China population: urbanisation offers ‘huge’ source of untapped labour and consumption
- As China’s fertility rate falls and its population becomes increasingly older, dwindling consumption presents ‘a brand new challenge that China has never faced before’
- With a middle class of about 400 million people, China is increasingly trying to tap into its domestic market to help drive economic growth
Cai Fang, with the Chinese Academy of Social Sciences, said that the country’s fertility rate is already “infinitely close to zero” and poised to enter negative growth next year.
The demographic challenge, he added, has curbed the nation’s economic growth and consumption potential.
“[Dwindling consumption] is a brand new challenge that China has never faced before,” Cai said at an economic forum on Wednesday.
People older than 60 account for more than a fifth of residents in 13 of China’s 31 provincial-level jurisdictions, and people aged over 65 represent 14.2 per cent of its total population, official figures show.
Chinese mothers gave birth to 10.62 million babies in 2021, an 11.5 per cent fall from 2020, and China’s census showed that its 2020 fertility rate was 1.3 children per woman – below the replacement level of 2.1 needed for a stable population.
According to an estimate from a team of demographers, including Liang Jianzhang, Ren Zeping and He Yafu, as China did not release an official figure last year, for China’s population of 1.4126 billion, the fertility rate in 2021 was 1.15, down from an official figure of 1.3 a year earlier.
Consumption accounts for more than half of China’s gross domestic product, and consumer spending contributed 65.4 per cent to the economic growth.
But leaders are now facing a fragile economic recovery and weak consumption due to the disruption of strict coronavirus controls under Beijing’s zero-Covid policy.
Meanwhile, as they lower their economic outlooks for China, foreign financial institutions have raised alarms about the nation’s demographic challenges – including its low fertility rate and ageing population – and their potential impact on the nation’s labour pool.
But Cai said such institutions have made a “mistake” in their assessment.
“They don’t know China has another source of labour,” Cai said, pointing to the “huge potential” of China shifting large numbers of agricultural residents to more urbanised areas.
Cai said China’s agricultural workforce currently stands at 23 per cent of the nation’s total labour force, so this leaves room for around 20 per cent of the workforce to be transferred to non-agricultural sectors, based on an average agricultural workforce of just 3 per cent in developed countries.
Urbanisation could accelerate the replenishment of the labour force and increase consumption by moving more people to larger cities.

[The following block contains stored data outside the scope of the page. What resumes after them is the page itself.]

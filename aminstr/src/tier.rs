use enum_map::Enum;
#[cfg(feature = "serde")]
use serde::{Deserialize, Serialize};
use strum::EnumIs;

/// Evaluation tier of a compiled program.
///
/// A program is split into three independent variable/instruction sets by how
/// often they must be evaluated. Later tiers may read the results of earlier
/// ones; the reverse is a compile error.
#[derive(Debug, Clone, Copy, PartialEq, Eq, Hash, PartialOrd, Ord, Enum, EnumIs)]
#[cfg_attr(feature = "serde", derive(Serialize, Deserialize))]
pub enum Tier {
    /// Evaluated exactly once per program lifetime, independent of chunking.
    Const,
    /// Evaluated exactly once per run invocation, after the const tier,
    /// shared across all chunks and threads.
    Single,
    /// Evaluated once per chunk per worker thread; the main per-element
    /// computation.
    Sequential,
}

impl std::fmt::Display for Tier {
    fn fmt(&self, f: &mut std::fmt::Formatter<'_>) -> std::fmt::Result {
        match self {
            Tier::Const => write!(f, "const"),
            Tier::Single => write!(f, "single"),
            Tier::Sequential => write!(f, "sequential"),
        }
    }
}
//! # Helix Extent Tracker
//!
//! Tracks **extents**: maximal runs of pages that are contiguous in both the
//! virtual and the physical address space.
//!
//! The tracker provides:
//! - Insert-with-coalescing of `(vpn, ppn)` pairs arriving in any order
//! - An ordered extent index with predecessor/successor queries
//! - A spin-locked wrapper for use from atomic contexts
//! - Read-only statistics and log-based reporting
//!
//! ## Key Principle
//!
//! The index never holds two extents that could be merged. Every insert
//! either grows one extent, creates one extent, or grows one extent and
//! folds exactly one neighbor into it.
//!
//! ```text
//!   insert (3,3)
//!
//!   [0..2 | 0..2]          [4..6 | 4..6]
//!          \                  /
//!           +--> [0..6 | 0..6] (id of the lower extent survives)
//! ```

#![no_std]
#![deny(unsafe_op_in_unsafe_fn)]
#![warn(missing_docs)]

extern crate alloc;

pub mod allocator;
pub mod config;
pub mod extent;
pub mod index;
pub mod lock;
pub mod page;
pub mod stats;
pub mod tracker;


pub use allocator::{AllocStats, BudgetRecords, GlobalRecords, RecordAllocator, RecordKind};
pub use config::{TrackerConfig, TrackerFlags};
pub use extent::{Extent, ExtentDescriptor, ExtentId};
pub use index::{ExtentIndex, Position};
pub use lock::{ExtentTree, SpinGuard};
pub use page::PageRecord;
pub use stats::{describe_all, report, total_pages_and_extents, TrackerStats};
pub use tracker::{ExtentTracker, InsertOutcome};

use static_assertions::assert_impl_all;

/// Extent subsystem result type
pub type ExtentResult<T> = Result<T, ExtentError>;

/// Extent subsystem errors
#[derive(Debug, Clone, Copy, PartialEq, Eq)]
pub enum ExtentError {
    /// The allocator refused memory for a new record
    OutOfMemory {
        /// What was being allocated
        kind: RecordKind,
    },
    /// The page falls inside an extent that is already tracked
    Overlap {
        /// Offending virtual page number
        vpn: u64,
        /// Extent whose range contains `vpn`
        extent: ExtentId,
    },
    /// Address is not a multiple of the configured page size
    Misaligned {
        /// Offending address
        addr: u64,
    },
    /// An index invariant does not hold
    Corrupted(&'static str),
}

impl core::fmt::Display for ExtentError {
    fn fmt(&self, f: &mut core::fmt::Formatter<'_>) -> core::fmt::Result {
        match self {
            Self::OutOfMemory { kind } => write!(f, "out of memory allocating {:?} record", kind),
            Self::Overlap { vpn, extent } => {
                write!(f, "vpn {:#x} already tracked by extent {}", vpn, extent)
            }
            Self::Misaligned { addr } => write!(f, "address {:#x} is not page aligned", addr),
            Self::Corrupted(what) => write!(f, "extent index corrupted: {}", what),
        }
    }
}

// Trackers are handed between CPUs behind a spinlock.
assert_impl_all!(ExtentTracker: Send);
assert_impl_all!(ExtentTree: Send, Sync);
impl<A: RecordAllocator> ExtentTracker<A> {
    /// Create an empty tracker drawing records from `allocator`
    pub const fn with_allocator(allocator: A) -> Self {
        Self {
            index: ExtentIndex::new(),
            next_id: 0,
            inserted: 0,
            config: TrackerConfig::new(),
            allocator,
        }
    }

    /// Replace the configuration
    pub fn with_config(mut self, config: TrackerConfig) -> Self {
        self.config = config;
        self
    }

    /// Get the configuration
    pub fn config(&self) -> &TrackerConfig {
        &self.config
    }

    /// Get the record allocator
    pub fn allocator(&self) -> &A {
        &self.allocator
    }

    /// Get the extent index
    pub fn index(&self) -> &ExtentIndex {
        &self.index
    }

    /// Number of extents
    pub fn len(&self) -> usize {
        self.index.len()
    }

    /// Check if no page has been tracked yet
    pub fn is_empty(&self) -> bool {
        self.index.is_empty()
    }

    /// Number of pages tracked
    pub fn total_pages(&self) -> u64 {
        self.inserted
    }

    /// Iterate over extents in ascending vpn order
    pub fn extents(&self) -> impl DoubleEndedIterator<Item = &Extent> + ExactSizeIterator + '_ {
        self.index.iter()
    }

    /// Aggregate page and extent counts
    pub fn snapshot_stats(&self) -> TrackerStats {
        TrackerStats::collect(self)
    }

    /// Track the mapping `vpn -> ppn`
    pub fn insert(&mut self, vpn: u64, ppn: u64) -> ExtentResult<InsertOutcome> {
        self.insert_page(PageRecord::new(vpn, ppn))
    }

    /// Track the mapping between two page-aligned addresses
    pub fn insert_addresses(&mut self, virt: u64, phys: u64) -> ExtentResult<InsertOutcome> {
        let shift = self.config.page_shift();
        let page = PageRecord::from_addresses(virt, phys, shift).ok_or_else(|| {
            let mask = self.config.page_size() - 1;
            ExtentError::Misaligned {
                addr: if virt & mask != 0 { virt } else { phys },
            }
        })?;
        self.insert_page(page)
    }

    /// Track a page record
    ///
    /// On error the tracker is exactly as it was before the call, with one
    /// exception: under [`TrackerFlags::VERIFY`] a [`ExtentError::Corrupted`]
    /// from the post-insert check is returned after the page was linked.
    pub fn insert_page(&mut self, page: PageRecord) -> ExtentResult<InsertOutcome> {
        let plan = self.plan(&page).map_err(|err| {
            log::warn!("rejecting page {},{}: {}", page.vpn(), page.ppn(), err);
            err
        })?;

        self.charge(RecordKind::Page)?;
        let outcome = match self.apply(page, plan) {
            Ok(outcome) => outcome,
            Err(err) => {
                self.refund(RecordKind::Page);
                log::warn!("page {},{} not tracked: {}", page.vpn(), page.ppn(), err);
                return Err(err);
            }
        };
        self.inserted += 1;

        if self.config.has(TrackerFlags::TRACE_INSERTS) {
            log::trace!("page {},{} -> {:?}", page.vpn(), page.ppn(), outcome);
        }
        if self.config.has(TrackerFlags::VERIFY) {
            self.validate()?;
        }

        Ok(outcome)
    }

    /// Check every index invariant and that no page was lost
    pub fn validate(&self) -> ExtentResult<()> {
        self.index.check()?;

        let pages: u64 = self.index.iter().map(|e| e.page_count() as u64).sum();
        if pages != self.inserted {
            return Err(ExtentError::Corrupted("page count differs from inserts"));
        }
        if self.index.len() as u64 > self.next_id {
            return Err(ExtentError::Corrupted("more extents than IDs handed out"));
        }
        Ok(())
    }

    /// Decide where `page` goes without touching anything
    fn plan(&self, page: &PageRecord) -> ExtentResult<Plan> {
        let (matched, position) = self.index.find_insertion_point(page.vpn());
        if let Some(extent) = matched {
            return Err(ExtentError::Overlap {
                vpn: page.vpn(),
                extent: extent.id(),
            });
        }

        let below = position
            .below
            .and_then(|key| self.index.get(key))
            .filter(|extent| extent.accepts_tail(page));
        let above = position
            .above
            .and_then(|key| self.index.get(key))
            .filter(|extent| extent.accepts_head(page));

        let plan = match (position.below.zip(below), position.above.zip(above)) {
            (Some((tail, _)), Some((head, upper))) => Plan::Bridge {
                tail,
                head,
                absorbed_pages: upper.page_count(),
            },
            (Some((tail, _)), None) => Plan::Append { tail },
            (None, Some((head, _))) => Plan::Prepend { head },
            (None, None) => Plan::Create(position),
        };
        Ok(plan)
    }

    /// Carry out `plan`; every fallible step happens before the index changes
    fn apply(&mut self, page: PageRecord, plan: Plan) -> ExtentResult<InsertOutcome> {
        match plan {
            Plan::Create(position) => {
                self.charge(RecordKind::Extent)?;

                let mut extent = Extent::new(ExtentId::from_raw(self.next_id));
                if let Err(err) = extent.reserve(1) {
                    self.refund(RecordKind::Extent);
                    return Err(err);
                }
                extent.prepend_head(page);

                let id = extent.id();
                if let Err(err) = self.index.insert_new(extent, position) {
                    self.refund(RecordKind::Extent);
                    return Err(err);
                }
                self.next_id += 1;

                log::debug!("extent {} created at {},{}", id, page.vpn(), page.ppn());
                Ok(InsertOutcome::Created(id))
            }
            Plan::Prepend { head } => {
                self.index.get_mut(head).ok_or(STALE_PLAN)?.reserve(1)?;
                let id = self.index.prepend_page(head, page).ok_or(STALE_PLAN)?;
                Ok(InsertOutcome::Prepended(id))
            }
            Plan::Append { tail } => {
                let extent = self.index.get_mut(tail).ok_or(STALE_PLAN)?;
                extent.reserve(1)?;
                extent.append_tail(page);
                Ok(InsertOutcome::Appended(extent.id()))
            }
            Plan::Bridge {
                tail,
                head,
                absorbed_pages,
            } => {
                self.index
                    .get_mut(tail)
                    .ok_or(STALE_PLAN)?
                    .reserve(1 + absorbed_pages)?;
                let (survivor, absorbed) =
                    self.index.bridge(tail, page, head).ok_or(STALE_PLAN)?;
                self.refund(RecordKind::Extent);

                log::debug!(
                    "extent {} absorbed extent {} via page {},{}",
                    survivor,
                    absorbed,
                    page.vpn(),
                    page.ppn()
                );
                Ok(InsertOutcome::Merged { survivor, absorbed })
            }
        }
    }

    fn charge(&mut self, kind: RecordKind) -> ExtentResult<()> {
        self.allocator.allocate(kind, kind.layout()).map_err(|err| {
            log::warn!("{}: cannot allocate {:?} record", self.allocator.name(), kind);
            err
        })
    }

    fn refund(&mut self, kind: RecordKind) {
        self.allocator.release(kind, kind.layout());
    }
}
//! # Extents
//!
//! An extent is an ordered run of pages where each page follows the previous
//! one by exactly one page in both address spaces.

use crate::page::PageRecord;
use crate::{ExtentError, ExtentResult, RecordKind};
use alloc::collections::VecDeque;
use core::ops::RangeInclusive;

/// Extent identifier
///
/// Handed out by the owning tracker, never reused.
#[derive(Debug, Clone, Copy, PartialEq, Eq, PartialOrd, Ord, Hash)]
pub struct ExtentId(u64);

impl ExtentId {
    /// Create from raw value
    pub const fn from_raw(value: u64) -> Self {
        Self(value)
    }

    /// Get the raw ID value
    pub fn as_u64(self) -> u64 {
        self.0
    }
}

impl core::fmt::Display for ExtentId {
    fn fmt(&self, f: &mut core::fmt::Formatter<'_>) -> core::fmt::Result {
        write!(f, "{}", self.0)
    }
}

/// Read-only projection of an extent for reporting
#[derive(Debug, Clone, Copy, PartialEq, Eq)]
pub struct ExtentDescriptor {
    /// Extent ID
    pub id: ExtentId,
    /// Number of pages
    pub page_count: usize,
    /// First virtual page number
    pub first_vpn: u64,
    /// First physical page number
    pub first_ppn: u64,
    /// Last virtual page number
    pub last_vpn: u64,
    /// Last physical page number
    pub last_ppn: u64,
}

impl core::fmt::Display for ExtentDescriptor {
    fn fmt(&self, f: &mut core::fmt::Formatter<'_>) -> core::fmt::Result {
        write!(
            f,
            "extent {}: {},{} -> {},{} ({} pages)",
            self.id, self.first_vpn, self.first_ppn, self.last_vpn, self.last_ppn, self.page_count
        )
    }
}

/// A run of virtually and physically contiguous pages
#[derive(Debug, Clone)]
pub struct Extent {
    /// Extent ID
    id: ExtentId,
    /// Pages, ascending by vpn
    pages: VecDeque<PageRecord>,
    /// Cached first page
    first: Option<PageRecord>,
    /// Cached last page
    last: Option<PageRecord>,
}

impl Extent {
    /// Create an empty extent
    pub const fn new(id: ExtentId) -> Self {
        Self {
            id,
            pages: VecDeque::new(),
            first: None,
            last: None,
        }
    }

    /// Get the extent ID
    pub fn id(&self) -> ExtentId {
        self.id
    }

    /// Number of pages in the extent
    pub fn page_count(&self) -> usize {
        self.pages.len()
    }

    /// Check if the extent holds no pages
    pub fn is_empty(&self) -> bool {
        self.pages.is_empty()
    }

    /// Lowest page
    pub fn first(&self) -> Option<PageRecord> {
        self.first
    }

    /// Highest page
    pub fn last(&self) -> Option<PageRecord> {
        self.last
    }

    /// Virtual page range covered by the extent
    pub fn vpn_range(&self) -> Option<RangeInclusive<u64>> {
        Some(self.first?.vpn()..=self.last?.vpn())
    }

    /// Check if `vpn` falls inside the extent
    pub fn contains_vpn(&self, vpn: u64) -> bool {
        self.vpn_range().is_some_and(|range| range.contains(&vpn))
    }

    /// Iterate over the pages in ascending order
    pub fn pages(&self) -> impl DoubleEndedIterator<Item = &PageRecord> + ExactSizeIterator + '_ {
        self.pages.iter()
    }

    /// Size of the extent in bytes for the given page shift
    pub fn size_bytes(&self, page_shift: u32) -> u64 {
        let pages = self.pages.len() as u64;
        match 1u64.checked_shl(page_shift) {
            Some(page_size) => pages.saturating_mul(page_size),
            None if pages == 0 => 0,
            None => u64::MAX,
        }
    }

    /// Check if `page` can go directly in front of the first page
    pub fn accepts_head(&self, page: &PageRecord) -> bool {
        self.first.is_some_and(|first| page.is_followed_by(&first))
    }

    /// Check if `page` can go directly after the last page
    pub fn accepts_tail(&self, page: &PageRecord) -> bool {
        self.last.is_some_and(|last| last.is_followed_by(page))
    }

    /// Check if `next` starts exactly where this extent ends
    pub fn abuts(&self, next: &Extent) -> bool {
        match (self.last, next.first) {
            (Some(last), Some(first)) => last.is_followed_by(&first),
            _ => false,
        }
    }

    /// Make room for `additional` pages without touching the contents
    pub fn reserve(&mut self, additional: usize) -> ExtentResult<()> {
        self.pages
            .try_reserve(additional)
            .map_err(|_| ExtentError::OutOfMemory { kind: RecordKind::Page })
    }

    /// Insert `page` before all existing pages
    ///
    /// The caller guarantees `page` directly precedes the current first page,
    /// or that the extent is empty.
    pub fn prepend_head(&mut self, page: PageRecord) {
        debug_assert!(self.is_empty() || self.accepts_head(&page));

        self.pages.push_front(page);
        self.first = Some(page);
        if self.last.is_none() {
            self.last = Some(page);
        }
    }

    /// Insert `page` after all existing pages
    ///
    /// The caller guarantees `page` directly follows the current last page,
    /// or that the extent is empty.
    pub fn append_tail(&mut self, page: PageRecord) {
        debug_assert!(self.is_empty() || self.accepts_tail(&page));

        self.pages.push_back(page);
        self.last = Some(page);
        if self.first.is_none() {
            self.first = Some(page);
        }
    }

    /// Move every page of `other` onto the tail of this extent
    ///
    /// `other` is consumed; its ID is discarded.
    pub fn absorb_tail(&mut self, mut other: Extent) {
        debug_assert!(self.abuts(&other));

        self.pages.append(&mut other.pages);
        self.last = other.last;
        if self.first.is_none() {
            self.first = other.first;
        }
    }

    /// Project the extent for reporting
    ///
    /// Empty extents have nothing to describe.
    pub fn describe(&self) -> Option<ExtentDescriptor> {
        let first = self.first?;
        let last = self.last?;
        Some(ExtentDescriptor {
            id: self.id,
            page_count: self.pages.len(),
            first_vpn: first.vpn(),
            first_ppn: first.ppn(),
            last_vpn: last.vpn(),
            last_ppn: last.ppn(),
        })
    }

    /// Verify the cached bounds and page contiguity
    pub fn check(&self) -> ExtentResult<()> {
        if self.first != self.pages.front().copied() {
            return Err(ExtentError::Corrupted("cached first page is stale"));
        }
        if self.last != self.pages.back().copied() {
            return Err(ExtentError::Corrupted("cached last page is stale"));
        }

        let mut pages = self.pages.iter();
        if let Some(mut prev) = pages.next() {
            for page in pages {
                if !prev.is_followed_by(page) {
                    return Err(ExtentError::Corrupted("pages within an extent are not contiguous"));
                }
                prev = page;
            }
        }

        Ok(())
    }
}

Cai also pointed to the Organisation for Economic Cooperation and Development revealing that consumption levels could increase by 30 per cent if the labour force moves from rural to urban areas, and by a further 30 per cent if those rural people are given an urban hukou, or local household registration.
“We have [lifted] roughly 100 million rural people out of poverty, plus the original 160 million members of the low-income group. So, if we don’t want them to return to poverty on a large scale, we need to focus on cultivating them as a middle-income group.”